Representação psíquica é um termo utilizado por Freud para designar a expressão psíquica das excitações provenientes do corpo. A todo instante, diferentes estímulos nos atingem produzindo algum nível de impacto, se este for significativo vai gerar um nível de tensão que demandará liberação, principalmente quando for intenso.


Essa liberação da tensão pode se dar por três vias não excludentes entre si: corporais (rubor no rosto; susto que leva a uma taquicardia; etc.), motora e sensorial (um estímulo ameaçador pode acarretar gritos ou tremores; etc.), mental ou psíquica (ativação dos pensamentos e ideias).


A capacidade de representação psíquica pode ser explicada, com um exemplo: diante de um estrondo muito forte, uma pessoa pode ter uma tremedeira, pode ter uma dor de barriga, pode correr e pode ao mesmo tempo em que tem essas reações corporais, motoras e sensoriais, pensar “o que foi esse barulho?”, “será um desmoronamento?”, mostrando assim que procura ou tenta dar um sentido para o que está experimentando. Claro que a pessoa pode dar sentido às experiências que vivencia posteriormente, quando pensa no que aconteceu ou fala sobre o ocorrido.


Então, se diante de uma situação da vida a pessoa reage somente pelas vias corporais e motoras podemos dizer que essa situação não foi representada psiquicamente, o que foi experienciado não foi processado no plano mental, ou seja, em pensamentos e ideias em busca de algum sentido.


Quando a pessoa não compreende o que se passa com seus afetos, não consegue mentalizar suas angústias, raivas e decepções, acaba correndo o risco de desenvolver sintomas somáticos, pois, podemos dizer que se encontra em uma linguagem pré-verbal.


Muitas vezes após vivenciar uma situação traumática, tal como desemprego, falência, perda de um ente querido, separação conjugal, mudança ou exílio forçado de país ou cidade, pandemia, guerra... pode ocorrer que o pensar desta pessoa fique diminuído em suas condições de fantasiar, sonhar, elaborar e processar suas angústias. Isso pode causar um rebaixamento de sua resistência física tornando seu corpo um terreno propício às doenças.


Portanto, o desequilíbrio da unidade corpo e mente pode produzir sintomas no corpo e acelerar o desenvolvimento de doenças.


Nas doenças psicossomáticas – como são chamadas - o corpo é afetado em sua realidade orgânica e funcional. Os episódios psicossomáticos, muitas vezes, são tratados por especialidades médicas que terminam por não levar em conta as múltiplas determinações e a complexidade de sentidos, desse modo não incluem o encaminhamento psicoterápico no tratamento destes pacientes.
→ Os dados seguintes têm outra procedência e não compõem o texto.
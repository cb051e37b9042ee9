use std::fmt;
use std::str::FromStr;

use serde::{Deserialize, Serialize};

use crate::error::TypeError;

/// Identifier of an open multipart upload session (UUID v7).
///
/// Callers hold only this handle; the session itself is owned by the backend
/// that created it.
#[derive(Clone, Copy, PartialEq, Eq, Hash, PartialOrd, Ord, Serialize, Deserialize)]
pub struct UploadSessionId(uuid::Uuid);

impl UploadSessionId {
    /// Generate a new time-ordered session ID.
    pub fn new() -> Self {
        Self(uuid::Uuid::now_v7())
    }

    /// Parse a session ID from its string form.
    pub fn parse(value: &str) -> Result<Self, TypeError> {
        uuid::Uuid::parse_str(value)
            .map(Self)
            .map_err(|_| TypeError::InvalidSessionId(value.to_string()))
    }

    /// The underlying UUID.
    pub fn as_uuid(&self) -> &uuid::Uuid {
        &self.0
    }
}

impl Default for UploadSessionId {
    fn default() -> Self {
        Self::new()
    }
}

impl fmt::Debug for UploadSessionId {
    fn fmt(&self, f: &mut fmt::Formatter<'_>) -> fmt::Result {
        write!(f, "UploadSessionId({})", self.0)
    }
}

impl fmt::Display for UploadSessionId {
    fn fmt(&self, f: &mut fmt::Formatter<'_>) -> fmt::Result {
        write!(f, "{}", self.0)
    }
}

impl FromStr for UploadSessionId {
    type Err = TypeError;

    fn from_str(s: &str) -> Result<Self, Self::Err> {
        Self::parse(s)
    }
}

#[cfg(test)]
mod tests {
    use super::*;

    #[test]
    fn new_ids_are_unique() {
        assert_ne!(UploadSessionId::new(), UploadSessionId::new());
    }

    #[test]
    fn display_parse_roundtrip() {
        let id = UploadSessionId::new();
        let parsed: UploadSessionId = id.to_string().parse().unwrap();
        assert_eq!(parsed, id);
    }

    #[test]
    fn rejects_garbage() {
        assert_eq!(
            UploadSessionId::parse("test-identifier"),
            Err(TypeError::InvalidSessionId("test-identifier".into()))
        );
    }
}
A abordagem dos fenômenos psicossomáticos é complexa e não comporta visões unilaterais, sendo que a gravidade de certos casos exige olhares plurais sobre o sofrimento e requer encaminhamento psicoterapêutico.


O filósofo francês Régis Debray (2001) afirma que “separar nos indivíduos humanos o que atua na cena psíquica do que se vive ao nível do corpo é injustificado. De fato, a antiga dicotomia psique/soma não resiste a esta evidência: somos todos seres psicossomáticos”.


Daisy Maria Ramos Lino

Psicanalista, membro efetivo do TRIEP.